Celeberrimi Tractus Danubiani pars Praecipua ab Austrie Vienna Constantinopolim usque se Protendens Ungariam Transilvaniamqs Complectens.
- Author: QUAD, Matthias
- Publication place: Cologne
- Publisher: Peter Overradt
- Publication date: 1596.
- Physical description: Engraved map on three sheets, joined.
- Dimensions: 480 by 1150mm (19 by 45.25 inches).
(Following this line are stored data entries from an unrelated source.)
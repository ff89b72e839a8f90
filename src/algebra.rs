//! Semigroup and Monoid instances for [`Set`] and [`Bag`].
//!
//! Both containers form a monoid under union: combining is associative and
//! the empty container is the identity. For [`Bag`] the union is additive,
//! so multiplicities are summed.
//!
//! # Laws
//!
//! For all `a`, `b`, `c`:
//!
//! ```text
//! (a.combine(b)).combine(c) == a.combine(b.combine(c))
//! Self::empty().combine(a) == a
//! a.combine(Self::empty()) == a
//! ```
//!
//! # Examples
//!
//! ```rust
//! use tallyset::algebra::{Monoid, Semigroup};
//! use tallyset::{Bag, Set};
//!
//! let combined = Set::of([1, 2]).combine(Set::of([2, 3]));
//! assert_eq!(combined.items(), vec![1, 2, 3]);
//!
//! let tallies = vec![Bag::of(["a"]), Bag::of(["a", "b"]), Bag::of(["b"])];
//! assert_eq!(Bag::combine_all(tallies).to_string(), "[a, a, b, b]");
//! ```

use crate::element::Element;
use crate::hashbag::Bag;
use crate::hashset::Set;

/// Types with an associative binary operation.
pub trait Semigroup {
    /// Combines two values into one. The operation must be associative.
    #[must_use]
    fn combine(self, other: Self) -> Self;

    /// Combines two values by reference, returning a new value.
    ///
    /// The default implementation clones both values and calls `combine`.
    #[must_use]
    fn combine_ref(&self, other: &Self) -> Self
    where
        Self: Clone,
    {
        self.clone().combine(other.clone())
    }

    /// Reduces all values of an iterator with `combine`.
    ///
    /// Returns `None` if the iterator is empty. See
    /// [`Monoid::combine_all`] for a total version.
    fn reduce_all<I>(iterator: I) -> Option<Self>
    where
        I: IntoIterator<Item = Self>,
        Self: Sized,
    {
        iterator
            .into_iter()
            .reduce(|accumulator, element| accumulator.combine(element))
    }
}

/// A [`Semigroup`] with an identity element.
pub trait Monoid: Semigroup {
    /// Returns the identity element for `combine`.
    fn empty() -> Self;

    /// Combines all values of an iterator, starting from [`Monoid::empty`].
    fn combine_all<I>(iterator: I) -> Self
    where
        I: IntoIterator<Item = Self>,
        Self: Sized,
    {
        iterator
            .into_iter()
            .fold(Self::empty(), |accumulator, element| {
                accumulator.combine(element)
            })
    }

    /// Returns whether this value is the identity element.
    fn is_empty_value(&self) -> bool
    where
        Self: PartialEq + Sized,
    {
        *self == Self::empty()
    }
}

// =============================================================================
// Set Implementation
// =============================================================================

impl<T: Element> Semigroup for Set<T> {
    fn combine(mut self, other: Self) -> Self {
        self.extend(other);
        self
    }

    fn combine_ref(&self, other: &Self) -> Self {
        self.union(other)
    }
}

impl<T: Element> Monoid for Set<T> {
    fn empty() -> Self {
        Self::new()
    }
}

// =============================================================================
// Bag Implementation
// =============================================================================

impl<T: Element> Semigroup for Bag<T> {
    fn combine(mut self, other: Self) -> Self {
        self.extend(other.iter().map(|(element, count)| (element.clone(), count)));
        self
    }

    fn combine_ref(&self, other: &Self) -> Self {
        self.union(other)
    }
}

impl<T: Element> Monoid for Bag<T> {
    fn empty() -> Self {
        Self::new()
    }
}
- Inventory reference: 10751
The map stretches from Vienna in the west to Constantinople in the east, and charts the course of the Danube from Vienna to the Black Sea. A key to the map shows Ottoman towns marked with a crescent, baths marked by a wooden tub, Weinland marked by an arrow, and Nosnerland marked by a star. There are numerous battle scenes along the banks of the Danube, including the Battle of Varna in 1444. A triumphant inscription at the upper right marks the defeat and plunder of the Tartars in battle near Iasi (Iassi) in 1595: “Tartari victi et praeda illis erepta”. There are three cartouches in the corners containing text about Austria, Thrace (the Ottoman possessions in Europe), and Hungary. To the far right, above Constantinople, is a text block referring to the earthquake that hit the city in 1509, known to contemporaries as the Lesser Judgement Day. The map was published during the Thirteen Years War (1591–1606) fought between the Ottomans and the Hapsburg Empire for control of the Balkan states. In the bottom section of the map are portraits of the three principal combatants: Rudolf II, Holy Roman Emperor, King of Hungary, Croatia, and Bohemia; Sigismund Bathory, Prince of Transylvania; and the Ottoman Sultan Mehmed III (incorrectly marked as Mehmed II).
The map was the work of Matthias Quad (1557–1613), a German engraver who had learnt his trade from several Dutch masters, including Joannes and Lucas van Doetecum. He engraved maps for the ‘Civitates Orbis Terrarum’ (see item 11). The present work was made in partnership with the Cologne publisher Peter Overadt, based upon the 1567 map of the Danubian provinces by Gerard de Jode.
Rare. We are only able to trace four institutional examples: the Bibliothèque Nationale de France; Darmstadt; Göttingen University Library; and Würzburg University Library.